Bullington Priory was a priory in Bullington, Lincolnshire, England.

The priory was a house of the Gilbertine Order and dedicated to Saint Mary. It was founded as a double house between 1148 and 1154 by Simon, son of William de Kyme, who gave part of his park for the site, along with wood and land, the churches of Bullington and Langton, and Hackthorn Mill. His son, Philip de Kyme, provided for seven canons with land in Faldingworth, the churches of Spridlington and Winthorpe, and a moiety of Friskney. For the nuns he gave 20 acres in Huttoft for the clothing of the convent and the church of St. Albinus at Spridlington. Alexander de Crevequer granted 52 acres in Hackthorn, and common of pasture for 500 sheep and the small priory his father had founded on the island of Tunstall
. The numbers were limited by the statute of Saint Gilbert to 100 nuns and lay sisters, and 50 canons and lay brothers.

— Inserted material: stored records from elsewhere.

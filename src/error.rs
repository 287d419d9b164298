//! Error kinds surfaced by hermes.
//!
//! Everything travels as `anyhow::Error`; use `downcast_ref::<HermesError>()`
//! to tell the kinds apart.

use std::fmt;
use std::path::PathBuf;

#[derive(Debug)]
pub enum HermesError {
    /// The token file does not exist.
    MissingCredentialFile { path: PathBuf },
    /// The token is empty or lacks the required prefix.
    MalformedCredential { reason: String },
    /// The Slack client could not be constructed. Never retried.
    ConnectionFailure(String),
    /// Every delivery attempt failed.
    SendFailure { channel: String, attempts: usize },
}

impl fmt::Display for HermesError {
    fn fmt(&self, f: &mut fmt::Formatter<'_>) -> fmt::Result {
        match self {
            HermesError::MissingCredentialFile { path } => {
                write!(
                    f,
                    "Slack token file not found: {}. Create it or set HERMES_SLACK_TOKEN.",
                    path.display()
                )
            }
            HermesError::MalformedCredential { reason } => {
                write!(f, "Malformed Slack token: {}", reason)
            }
            HermesError::ConnectionFailure(reason) => {
                write!(f, "Connect to slack - Unsuccessful: {}", reason)
            }
            HermesError::SendFailure { channel, attempts } => {
                write!(
                    f,
                    "Sending message to {} - Unsuccessful: couldn't send message after {} tries",
                    channel, attempts
                )
            }
        }
    }
}

impl std::error::Error for HermesError {}
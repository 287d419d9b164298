use anyhow::{Context, Result};
use async_trait::async_trait;
use reqwest::{
    Client,
    header::{AUTHORIZATION, HeaderMap, HeaderValue},
};
use tracing::{debug, error, info};

use super::error::{DeliveryError, classify_error};
use super::types::{PostMessageRequest, PostMessageResponse, PostedMessage};
use crate::credential::Credential;
use crate::error::HermesError;

/// Default Slack Web API base URL.
pub const DEFAULT_API_URL: &str = "https://slack.com/api";

/// A single, non-retrying message delivery.
#[cfg_attr(test, mockall::automock)]
#[async_trait]
pub trait PostMessage: Send + Sync {
    async fn post_message(&self, channel: &str, text: &str) -> Result<PostedMessage>;
}

/// Client handle for the Slack Web API.
///
/// The token lives in a sensitive default header of the inner client, so the
/// handle cannot be altered after construction.
#[derive(Debug, Clone)]
pub struct SlackClient {
    client: Client,
    api_url: String,
}

impl SlackClient {
    /// Wraps the credential in a client handle. Failures are logged and
    /// returned as [`HermesError::ConnectionFailure`] straight away.
    #[tracing::instrument(skip(credential, api_url))]
    pub fn connect(credential: &Credential, api_url: Option<String>) -> Result<Self> {
        match Self::build(credential, api_url) {
            Ok(client) => {
                info!("Connect to slack - Successful");
                Ok(client)
            }
            Err(e) => {
                let err = HermesError::ConnectionFailure(format!("{:#}", e));
                error!("{}", err);
                Err(err.into())
            }
        }
    }

    fn build(credential: &Credential, api_url: Option<String>) -> Result<Self> {
        let mut auth_value = HeaderValue::from_str(&format!("Bearer {}", credential.expose()))
            .context("Slack token contains characters not allowed in a header")?;
        auth_value.set_sensitive(true);

        let mut headers = HeaderMap::new();
        headers.insert(AUTHORIZATION, auth_value);

        let client = Client::builder()
            .user_agent("hermes-cli")
            .default_headers(headers)
            .build()
            .context("Failed to build HTTP client")?;

        let api_url = api_url
            .unwrap_or_else(|| DEFAULT_API_URL.to_string())
            .trim_end_matches('/')
            .to_string();
        debug!("Using Slack API at {}", api_url);

        Ok(Self { client, api_url })
    }

    pub fn api_url(&self) -> &str {
        &self.api_url
    }

    /// Returns a reference to the underlying reqwest Client.
    pub fn inner(&self) -> &Client {
        &self.client
    }
}

/// `egg-logs` -> `#egg-logs`; names that already carry `#` are kept.
pub fn channel_target(channel: &str) -> String {
    if channel.starts_with('#') {
        channel.to_string()
    } else {
        format!("#{}", channel)
    }
}

#[async_trait]
impl PostMessage for SlackClient {
    #[tracing::instrument(skip(self, text))]
    async fn post_message(&self, channel: &str, text: &str) -> Result<PostedMessage> {
        let url = format!("{}/chat.postMessage", self.api_url);
        let target = channel_target(channel);

        debug!("POST {} to {}...", url, target);

        let response = self
            .client
            .post(&url)
            .json(&PostMessageRequest {
                channel: &target,
                text,
            })
            .send()
            .await
            .map_err(classify_error)?;

        let response = response.error_for_status().map_err(classify_error)?;

        let body: PostMessageResponse = response
            .json()
            .await
            .map_err(|e| DeliveryError::InvalidResponse(e.to_string()))?;

        if !body.ok {
            let code = body.error.unwrap_or_else(|| "unknown_error".to_string());
            return Err(DeliveryError::Api(code).into());
        }

        Ok(PostedMessage {
            channel: body.channel,
            ts: body.ts,
        })
    }
}
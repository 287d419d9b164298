//! Size-based rotating log file.

use anyhow::{Context, Result};
use std::ffi::OsString;
use std::fs::{self, File, OpenOptions};
use std::io::{self, Write};
use std::path::{Path, PathBuf};

/// Append-only file that rolls over into `<path>.1` to `<path>.N` once the next
/// write would make it reach `max_bytes`. `.1` is always the newest backup.
#[derive(Debug)]
pub struct RotatingFile {
    path: PathBuf,
    max_bytes: u64,
    backups: usize,
    file: File,
    size: u64,
}

impl RotatingFile {
    /// Opens `path` for appending, creating it and its parent directory if
    /// needed. A `max_bytes` of 0 disables rotation.
    pub fn open(path: &Path, max_bytes: u64, backups: usize) -> Result<Self> {
        if let Some(parent) = path.parent() {
            if !parent.as_os_str().is_empty() && !parent.exists() {
                fs::create_dir_all(parent).with_context(|| {
                    format!("Failed to create log directory {}", parent.display())
                })?;
            }
        }

        let file = open_append(path)
            .with_context(|| format!("Failed to open log file {}", path.display()))?;
        let size = file
            .metadata()
            .with_context(|| format!("Failed to stat log file {}", path.display()))?
            .len();

        Ok(Self {
            path: path.to_path_buf(),
            max_bytes,
            backups,
            file,
            size,
        })
    }

    pub fn path(&self) -> &Path {
        &self.path
    }

    /// Path of the `index`-th backup, e.g. `hermes.log.3`.
    pub fn backup_path(&self, index: usize) -> PathBuf {
        let mut name = OsString::from(self.path.as_os_str());
        name.push(format!(".{}", index));
        PathBuf::from(name)
    }

    fn should_rotate(&self, incoming: usize) -> bool {
        self.max_bytes > 0 && self.size > 0 && self.size + incoming as u64 >= self.max_bytes
    }

    fn rotate(&mut self) -> io::Result<()> {
        self.file.flush()?;

        if self.backups == 0 {
            self.file = OpenOptions::new()
                .write(true)
                .truncate(true)
                .create(true)
                .open(&self.path)?;
            self.size = 0;
            return Ok(());
        }

        for index in (1..self.backups).rev() {
            let src = self.backup_path(index);
            if src.exists() {
                let dst = self.backup_path(index + 1);
                remove_if_exists(&dst)?;
                fs::rename(&src, &dst)?;
            }
        }

        let first = self.backup_path(1);
        remove_if_exists(&first)?;
        fs::rename(&self.path, &first)?;

        self.file = open_append(&self.path)?;
        self.size = 0;
        Ok(())
    }
}

impl Write for RotatingFile {
    fn write(&mut self, buf: &[u8]) -> io::Result<usize> {
        if self.should_rotate(buf.len()) {
            self.rotate()?;
        }
        let written = self.file.write(buf)?;
        self.size += written as u64;
        Ok(written)
    }

    fn flush(&mut self) -> io::Result<()> {
        self.file.flush()
    }
}

fn open_append(path: &Path) -> io::Result<File> {
    OpenOptions::new().append(true).create(true).open(path)
}

fn remove_if_exists(path: &Path) -> io::Result<()> {
    match fs::remove_file(path) {
        Err(e) if e.kind() != io::ErrorKind::NotFound => Err(e),
        _ => Ok(()),
    }
}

Throughout the thirteenth century the prior and convent continued to acquire both lands and churches.

After the black death the house suffered and by 1428 there were fewer than ten people in Bullington and Spridlington, and this caused the church at Spridlington to fall into ruin.

The house was surrendered in 1538 by the Prior, Prioress, nine canons and fourteen nuns.

==Charters==
A historically valuable series of charters survive, known as the Bullington Series, these are mainly in the Harleian and Cottonian collections at the British Library.